Start at the line with "let label = label.into();" in the records below, stop at the line with "pub const CLUSTER_ID: &str", and return every line in that span exactly, the two end lines included.

━━━━━━━━━━━━━━━━━━━━

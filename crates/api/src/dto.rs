//! Wire shapes of the analytics API.

use std::collections::BTreeMap;

use serde::{Deserialize, Serialize};

// ---------------- Clusters ----------------

#[derive(Debug, Clone, PartialEq, Default, Serialize, Deserialize)]
pub struct ClusterApiResponse {
    #[serde(default)]
    pub clusters: Vec<ClusterSummary>,
}

/// Aggregates the API computes per customer segment.
#[derive(Debug, Clone, PartialEq, Default, Serialize, Deserialize)]
#[serde(default)]
pub struct ClusterSummary {
    pub cluster_id: i64,
    pub descricao: String,
    pub comportamento: Option<String>,
    pub total_tickets_abertos: u64,
    pub total_desconto_concedido: f64,
    pub media_nps: f64,
    pub qtd_avaliacoes_nps: u64,
    pub qtd_contratos: u64,
    pub valor_total_contratado: f64,
    pub media_dias_resolucao_ticket: f64,
    pub n_clients: u64,
    pub acoes: Vec<ClusterAction>,
}

#[derive(Debug, Clone, PartialEq, Eq, Default, Serialize, Deserialize)]
pub struct ClusterAction {
    #[serde(default)]
    pub acao: String,
}

#[derive(Debug, Clone, PartialEq, Default, Serialize, Deserialize)]
pub struct Cluster {
    pub id: String,
    pub nome: String,
    #[serde(default, skip_serializing_if = "Option::is_none")]
    pub descricao: Option<String>,
    #[serde(default)]
    pub empresas: Vec<Company>,
}

/// Partial cluster for create and update bodies.
#[derive(Debug, Clone, PartialEq, Eq, Default, Serialize, Deserialize)]
pub struct ClusterPatch {
    #[serde(skip_serializing_if = "Option::is_none")]
    pub nome: Option<String>,
    #[serde(skip_serializing_if = "Option::is_none")]
    pub descricao: Option<String>,
}

impl ClusterPatch {
    pub fn apply_to(&self, c: &mut Cluster) {
        if let Some(v) = &self.nome { c.nome = v.clone(); }
        if let Some(v) = &self.descricao { c.descricao = Some(v.clone()); }
    }
}

// ---------------- Dashboard KPIs ----------------

#[derive(Debug, Clone, Copy, PartialEq, Default, Serialize, Deserialize)]
pub struct KpiValue {
    #[serde(default)]
    pub valor: f64,
}

#[derive(Debug, Clone, PartialEq, Default, Serialize, Deserialize)]
#[serde(default)]
pub struct NpsKpi {
    pub kpi: String,
    pub valores: NpsValues,
}

#[derive(Debug, Clone, Copy, PartialEq, Default, Serialize, Deserialize)]
#[serde(default)]
pub struct NpsValues {
    pub media_nps_relacional: f64,
    pub media_nps_suporte: f64,
    pub media_nps_geral: f64,
}

#[derive(Debug, Clone, PartialEq, Default, Serialize, Deserialize)]
#[serde(default)]
pub struct ResolutionKpi {
    pub kpi: String,
    pub valor: f64,
    pub unidade: String,
    pub descricao: String,
    pub detalhes: ResolutionDetails,
    pub filtros: KpiFilters,
}

#[derive(Debug, Clone, Copy, PartialEq, Default, Serialize, Deserialize)]
#[serde(default)]
pub struct ResolutionDetails {
    pub total_tickets: u64,
    pub menor_tempo: f64,
    pub maior_tempo: f64,
}

#[derive(Debug, Clone, PartialEq, Eq, Default, Serialize, Deserialize)]
#[serde(default)]
pub struct KpiFilters {
    pub cluster_id: Option<String>,
    pub data_inicio: Option<String>,
    pub data_fim: Option<String>,
}

#[derive(Debug, Clone, PartialEq, Default, Serialize, Deserialize)]
#[serde(rename_all = "camelCase", default)]
pub struct DashboardData {
    pub total_empresas: u64,
    pub total_contratos: u64,
    pub valor_total_contratos: f64,
    pub clusters: Vec<Cluster>,
}

#[derive(Debug, Clone, PartialEq, Default, Serialize, Deserialize)]
#[serde(rename_all = "camelCase", default)]
pub struct Statistics {
    pub total_empresas: u64,
    pub total_contratos: u64,
    pub valor_medio_contrato: f64,
    pub empresas_por_cluster: BTreeMap<String, u64>,
}

/// One customer line of the NPS analytics table.
#[derive(Debug, Clone, PartialEq, Default, Serialize, Deserialize)]
#[serde(rename_all = "camelCase", default)]
pub struct NpsAnalyticsRow {
    pub cd_cliente: String,
    pub segmento: String,
    pub subsegmento: String,
    pub faixa_faturamento: String,
    pub situacao_contrato: String,
    pub valor_total_contrato: f64,
    /// Percent, `1.11` for 1,11%.
    pub percentual_desconto: f64,
    /// Days; absent when the client opened no tickets.
    pub media_resolucao_ticket: Option<f64>,
    #[serde(rename = "classificacaoNPS")]
    pub classificacao_nps: String,
    pub nota_media: f64,
}

// ---------------- Companies ----------------

#[derive(Debug, Clone, PartialEq, Default, Serialize, Deserialize)]
#[serde(rename_all = "camelCase", default)]
pub struct Company {
    pub id: String,
    pub cnpj: String,
    pub nome_empresa: String,
    pub segmento: String,
    pub capital_social: f64,
    pub email: String,
    pub produto: String,
    pub valor_contrato: f64,
    pub cluster: String,
    pub data_simulacao: String,
}

/// Partial company used for create and update bodies; unset fields are omitted.
#[derive(Debug, Clone, PartialEq, Default, Serialize, Deserialize)]
#[serde(rename_all = "camelCase")]
pub struct CompanyPatch {
    #[serde(skip_serializing_if = "Option::is_none")]
    pub cnpj: Option<String>,
    #[serde(skip_serializing_if = "Option::is_none")]
    pub nome_empresa: Option<String>,
    #[serde(skip_serializing_if = "Option::is_none")]
    pub segmento: Option<String>,
    #[serde(skip_serializing_if = "Option::is_none")]
    pub capital_social: Option<f64>,
    #[serde(skip_serializing_if = "Option::is_none")]
    pub email: Option<String>,
    #[serde(skip_serializing_if = "Option::is_none")]
    pub produto: Option<String>,
    #[serde(skip_serializing_if = "Option::is_none")]
    pub valor_contrato: Option<f64>,
    #[serde(skip_serializing_if = "Option::is_none")]
    pub cluster: Option<String>,
}

impl CompanyPatch {
    pub fn apply_to(&self, c: &mut Company) {
        if let Some(v) = &self.cnpj { c.cnpj = v.clone(); }
        if let Some(v) = &self.nome_empresa { c.nome_empresa = v.clone(); }
        if let Some(v) = &self.segmento { c.segmento = v.clone(); }
        if let Some(v) = self.capital_social { c.capital_social = v; }
        if let Some(v) = &self.email { c.email = v.clone(); }
        if let Some(v) = &self.produto { c.produto = v.clone(); }
        if let Some(v) = self.valor_contrato { c.valor_contrato = v; }
        if let Some(v) = &self.cluster { c.cluster = v.clone(); }
    }
}

#[derive(Debug, Clone, PartialEq, Default, Serialize, Deserialize)]
#[serde(rename_all = "camelCase", default)]
pub struct CompanyStatistics {
    pub total_empresas: u64,
    pub total_contratos: u64,
    pub valor_medio_contrato: f64,
    pub valor_total_contratos: f64,
    pub empresas_por_segmento: BTreeMap<String, u64>,
    pub empresas_por_cluster: BTreeMap<String, u64>,
    pub contratos_por_mes: Vec<MonthlyContracts>,
}

#[derive(Debug, Clone, PartialEq, Default, Serialize, Deserialize)]
#[serde(default)]
pub struct MonthlyContracts {
    pub mes: String,
    pub quantidade: u64,
    pub valor: f64,
}

#[derive(Debug, Clone, PartialEq, Default, Serialize, Deserialize)]
#[serde(default)]
pub struct ReportData {
    pub periodo: ReportPeriod,
    pub resumo: ReportSummary,
    pub detalhes: ReportDetails,
}

#[derive(Debug, Clone, PartialEq, Eq, Default, Serialize, Deserialize)]
#[serde(default)]
pub struct ReportPeriod {
    pub inicio: String,
    pub fim: String,
}

#[derive(Debug, Clone, PartialEq, Default, Serialize, Deserialize)]
#[serde(rename_all = "camelCase", default)]
pub struct ReportSummary {
    pub total_empresas: u64,
    pub total_contratos: u64,
    pub valor_total: f64,
    pub crescimento: f64,
}

#[derive(Debug, Clone, PartialEq, Default, Serialize, Deserialize)]
#[serde(default)]
pub struct ReportDetails {
    pub empresas: Vec<Company>,
    pub clusters: Vec<Cluster>,
    pub estatisticas: CompanyStatistics,
}

// ---------------- Leads ----------------

#[derive(Debug, Clone, PartialEq, Default, Serialize, Deserialize)]
#[serde(default)]
pub struct SimulatedLead {
    pub cnpj: String,
    pub nome_empresa: String,
    pub segmento: String,
    pub capital_social: f64,
    pub email: String,
    pub produto: String,
    pub valor_contrato: f64,
    pub cluster_name: String,
    pub data_simulacao: String,
}

#[derive(Debug, Clone, PartialEq, Eq, Default, Serialize, Deserialize)]
#[serde(default)]
pub struct LeadFilters {
    pub segmento: Option<String>,
    pub cluster_name: Option<String>,
    pub produto: Option<String>,
    #[serde(skip_serializing_if = "Option::is_none")]
    pub limit: Option<u64>,
    #[serde(skip_serializing_if = "Option::is_none")]
    pub offset: Option<u64>,
}

impl LeadFilters {
    pub fn matches(&self, lead: &SimulatedLead) -> bool {
        fn eq(filter: &Option<String>, value: &str) -> bool {
            filter.as_deref().map_or(true, |f| f.eq_ignore_ascii_case(value))
        }
        eq(&self.segmento, &lead.segmento) && eq(&self.cluster_name, &lead.cluster_name) && eq(&self.produto, &lead.produto)
    }
}

#[derive(Debug, Clone, PartialEq, Default, Serialize, Deserialize)]
#[serde(default)]
pub struct LeadsResponse {
    pub leads: Vec<SimulatedLead>,
    pub total: u64,
    pub limit: Option<u64>,
    pub offset: u64,
    pub filtros: LeadFilters,
}

#[derive(Debug, Clone, PartialEq, Default, Serialize, Deserialize)]
pub struct SimulateLeadRequest {
    pub cnpj: String,
    pub nome_empresa: String,
    pub segmento: String,
    pub capital_social: Option<f64>,
    pub email: String,
    pub produto: String,
    pub valor_contrato: Option<f64>,
}

impl SimulateLeadRequest {
    /// Client-side checks mirrored from the lead form. Returns the first problem found.
    pub fn validate(&self) -> Result<(), String> {
        if self.nome_empresa.trim().is_empty() {
            return Err("nome_empresa é obrigatório".to_string());
        }
        let digits = self.cnpj.chars().filter(char::is_ascii_digit).count();
        let only_cnpj_chars = self.cnpj.chars().all(|c| c.is_ascii_digit() || matches!(c, '.' | '/' | '-'));
        if digits != 14 || !only_cnpj_chars {
            return Err(format!("CNPJ inválido: {}", self.cnpj));
        }
        let email = self.email.trim();
        match email.split_once('@') {
            Some((user, domain)) if !user.is_empty() && domain.contains('.') => {}
            _ => return Err(format!("e-mail inválido: {}", self.email)),
        }
        for (name, v) in [("capital_social", self.capital_social), ("valor_contrato", self.valor_contrato)] {
            if v.is_some_and(|x| !x.is_finite() || x < 0.0) {
                return Err(format!("{name} deve ser um valor positivo"));
            }
        }
        Ok(())
    }
}

#[derive(Debug, Clone, PartialEq, Default, Serialize, Deserialize)]
#[serde(default)]
pub struct SimulateLeadResponse {
    pub success: bool,
    pub message: String,
    pub lead_id: String,
    pub data: SimulatedLead,
}
//! Column descriptors and the built-in column sets of the dashboard tables.
//!
//! This module provides:
//! - `ColumnSpec`: key, header label, sort/highlight flags and a width hint
//! - Stable column keys for each built-in table
//! - `builtin_columns_for` mapping a table kind to its column set

#![forbid(unsafe_code)]

use serde::{Deserialize, Serialize};

use crate::CoreError;

#[derive(Clone, Debug, PartialEq, Serialize, Deserialize)]
pub struct ColumnSpec {
    pub key: String,
    pub label: String,
    pub sortable: bool,
    pub highlighted: bool,
    /// Width hint in characters for text rendering.
    pub width: usize,
}

impl ColumnSpec {
    pub fn new(key: impl Into<String>, label: impl Into<String>) -> Self {
        let label = label.into();
        let width = label.chars().count().max(8);
        Self { key: key.into(), label, sortable: true, highlighted: false, width }
    }

    pub fn unsortable(mut self) -> Self { self.sortable = false; self }

    pub fn highlighted(mut self) -> Self { self.highlighted = true; self }

    pub fn width(mut self, width: usize) -> Self { self.width = width; self }
}

/// Check the per-table invariants: keys are non-empty and unique.
pub fn validate_columns(columns: &[ColumnSpec]) -> Result<(), CoreError> {
    let mut seen: Vec<&str> = Vec::with_capacity(columns.len());
    for c in columns {
        if c.key.is_empty() {
            return Err(CoreError::EmptyKey(c.label.clone()));
        }
        if seen.contains(&c.key.as_str()) {
            return Err(CoreError::DuplicateColumn(c.key.clone()));
        }
        seen.push(&c.key);
    }
    Ok(())
}

#[derive(Clone, Copy, Debug, PartialEq, Eq, Hash, Serialize, Deserialize)]
pub enum TableKind {
    Clusters,
    NpsAnalytics,
    Leads,
    Companies,
}

// ---------------- Column keys (stable) ----------------
// Clusters (shaped ClusterView rows)
pub const CLUSTER_NAME: &str = "name";
pub const CLUSTER_CLIENTS: &str = "clients";
pub const CLUSTER_AVG_TICKET: &str = "avg_ticket";
pub const CLUSTER_FREQUENCY: &str = "frequency";
pub const CLUSTER_CONTRACTS: &str = "contracts";
pub const CLUSTER_TOTAL_CONTRACTED: &str = "total_contracted";
pub const CLUSTER_NPS: &str = "nps";
pub const CLUSTER_OPEN_TICKETS: &str = "open_tickets";
pub const CLUSTER_RESOLUTION_DAYS: &str = "resolution_days";
pub const CLUSTER_ID: &str = "id";
pub const CLUSTER_NUMERIC_ID: &str = "cluster_id";
pub const CLUSTER_BEHAVIOUR: &str = "behaviour";
pub const CLUSTER_ACTIONS: &str = "actions";
pub const CLUSTER_COLOR: &str = "color";
pub const CLUSTER_KEYWORDS: &str = "keywords";
pub const CLUSTER_DISCOUNT: &str = "discount_granted";
pub const CLUSTER_NPS_REVIEWS: &str = "nps_reviews";

// NPS analytics
pub const NPS_CLIENT: &str = "cdCliente";
pub const NPS_SEGMENT: &str = "segmento";
pub const NPS_SUBSEGMENT: &str = "subsegmento";
pub const NPS_REVENUE_BAND: &str = "faixaFaturamento";
pub const NPS_CONTRACT_STATUS: &str = "situacaoContrato";
pub const NPS_CONTRACT_VALUE: &str = "valorTotalContrato";
pub const NPS_DISCOUNT: &str = "percentualDesconto";
pub const NPS_TICKET_RESOLUTION: &str = "mediaResolucaoTicket";
pub const NPS_CLASSIFICATION: &str = "classificacaoNPS";
pub const NPS_AVG_SCORE: &str = "notaMedia";

// Simulated leads
pub const LEAD_CNPJ: &str = "cnpj";
pub const LEAD_COMPANY: &str = "nome_empresa";
pub const LEAD_SEGMENT: &str = "segmento";
pub const LEAD_CAPITAL: &str = "capital_social";
pub const LEAD_EMAIL: &str = "email";
pub const LEAD_PRODUCT: &str = "produto";
pub const LEAD_CONTRACT_VALUE: &str = "valor_contrato";
pub const LEAD_CLUSTER: &str = "cluster_name";
pub const LEAD_SIMULATED_AT: &str = "data_simulacao";

// Companies
pub const COMPANY_NAME: &str = "nomeEmpresa";
pub const COMPANY_CNPJ: &str = "cnpj";
pub const COMPANY_SEGMENT: &str = "segmento";
pub const COMPANY_PRODUCT: &str = "produto";
pub const COMPANY_CONTRACT_VALUE: &str = "valorContrato";
pub const COMPANY_CLUSTER: &str = "cluster";
pub const COMPANY_SIMULATED_AT: &str = "dataSimulacao";
// Not shown by default; resolvable for search and custom column sets
pub const COMPANY_ID: &str = "id";
pub const COMPANY_EMAIL: &str = "email";
pub const COMPANY_CAPITAL: &str = "capitalSocial";

fn col(key: &str, label: &str, width: usize) -> ColumnSpec {
    ColumnSpec::new(key, label).width(width)
}

/// Return the column set for a built-in dashboard table.
pub fn builtin_columns_for(kind: TableKind) -> Vec<ColumnSpec> {
    match kind {
        TableKind::Clusters => vec![
            col(CLUSTER_NAME, "Cluster", 24),
            col(CLUSTER_CLIENTS, "Clientes", 9),
            col(CLUSTER_AVG_TICKET, "Ticket Médio", 14),
            col(CLUSTER_FREQUENCY, "Frequência", 11).unsortable(),
            col(CLUSTER_CONTRACTS, "Contratos", 10),
            col(CLUSTER_TOTAL_CONTRACTED, "Valor Total Contratado", 22).highlighted(),
            col(CLUSTER_NPS, "NPS Médio", 9),
            col(CLUSTER_OPEN_TICKETS, "Tickets Abertos", 15),
            col(CLUSTER_RESOLUTION_DAYS, "Dias Resolução", 14),
        ],
        TableKind::NpsAnalytics => vec![
            col(NPS_CLIENT, "Cliente", 10),
            col(NPS_SEGMENT, "Segmento", 14),
            col(NPS_SUBSEGMENT, "Subsegmento", 24),
            col(NPS_REVENUE_BAND, "Faixa Faturamento", 22),
            col(NPS_CONTRACT_STATUS, "Status Contrato", 15),
            col(NPS_CONTRACT_VALUE, "Valor Total Contrato", 20),
            col(NPS_DISCOUNT, "%Desconto", 9),
            col(NPS_TICKET_RESOLUTION, "Tempo resolução tickets", 23),
            col(NPS_CLASSIFICATION, "Classificacao NPS", 17),
            col(NPS_AVG_SCORE, "Nota Media", 10),
        ],
        TableKind::Leads => vec![
            col(LEAD_CNPJ, "CNPJ", 18),
            col(LEAD_COMPANY, "Empresa", 24),
            col(LEAD_SEGMENT, "Segmento", 14),
            col(LEAD_CAPITAL, "Capital Social", 16),
            col(LEAD_EMAIL, "E-mail", 24).unsortable(),
            col(LEAD_PRODUCT, "Produto", 14),
            col(LEAD_CONTRACT_VALUE, "Valor Contrato", 16).highlighted(),
            col(LEAD_CLUSTER, "Cluster", 18),
            col(LEAD_SIMULATED_AT, "Data Simulação", 14),
        ],
        TableKind::Companies => vec![
            col(COMPANY_NAME, "Empresa", 24),
            col(COMPANY_CNPJ, "CNPJ", 18),
            col(COMPANY_SEGMENT, "Segmento", 14),
            col(COMPANY_PRODUCT, "Produto", 14),
            col(COMPANY_CONTRACT_VALUE, "Valor Contrato", 16).highlighted(),
            col(COMPANY_CLUSTER, "Cluster", 18),
            col(COMPANY_SIMULATED_AT, "Data Simulação", 14),
        ],
    }
}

━━━━━━━━━━━━━━━━━━━━

* _WRITTEN SOLUTION_:
        let label = label.into();
        let width = label.chars().count().max(8);
        Self { key: key.into(), label, sortable: true, highlighted: false, width }
    }

    pub fn unsortable(mut self) -> Self { self.sortable = false; self }

    pub fn highlighted(mut self) -> Self { self.highlighted = true; self }

    pub fn width(mut self, width: usize) -> Self { self.width = width; self }
}

/// Check the per-table invariants: keys are non-empty and unique.
pub fn validate_columns(columns: &[ColumnSpec]) -> Result<(), CoreError> {
    let mut seen: Vec<&str> = Vec::with_capacity(columns.len());
    for c in columns {
        if c.key.is_empty() {
            return Err(CoreError::EmptyKey(c.label.clone()));
        }
        if seen.contains(&c.key.as_str()) {
            return Err(CoreError::DuplicateColumn(c.key.clone()));
        }
        seen.push(&c.key);
    }
    Ok(())
}

#[derive(Clone, Copy, Debug, PartialEq, Eq, Hash, Serialize, Deserialize)]
pub enum TableKind {
    Clusters,
    NpsAnalytics,
    Leads,
    Companies,
}

// ---------------- Column keys (stable) ----------------
// Clusters (shaped ClusterView rows)
pub const CLUSTER_NAME: &str = "name";
pub const CLUSTER_CLIENTS: &str = "clients";
pub const CLUSTER_AVG_TICKET: &str = "avg_ticket";
pub const CLUSTER_FREQUENCY: &str = "frequency";
pub const CLUSTER_CONTRACTS: &str = "contracts";
pub const CLUSTER_TOTAL_CONTRACTED: &str = "total_contracted";
pub const CLUSTER_NPS: &str = "nps";
pub const CLUSTER_OPEN_TICKETS: &str = "open_tickets";
pub const CLUSTER_RESOLUTION_DAYS: &str = "resolution_days";
pub const CLUSTER_ID: &str = "id";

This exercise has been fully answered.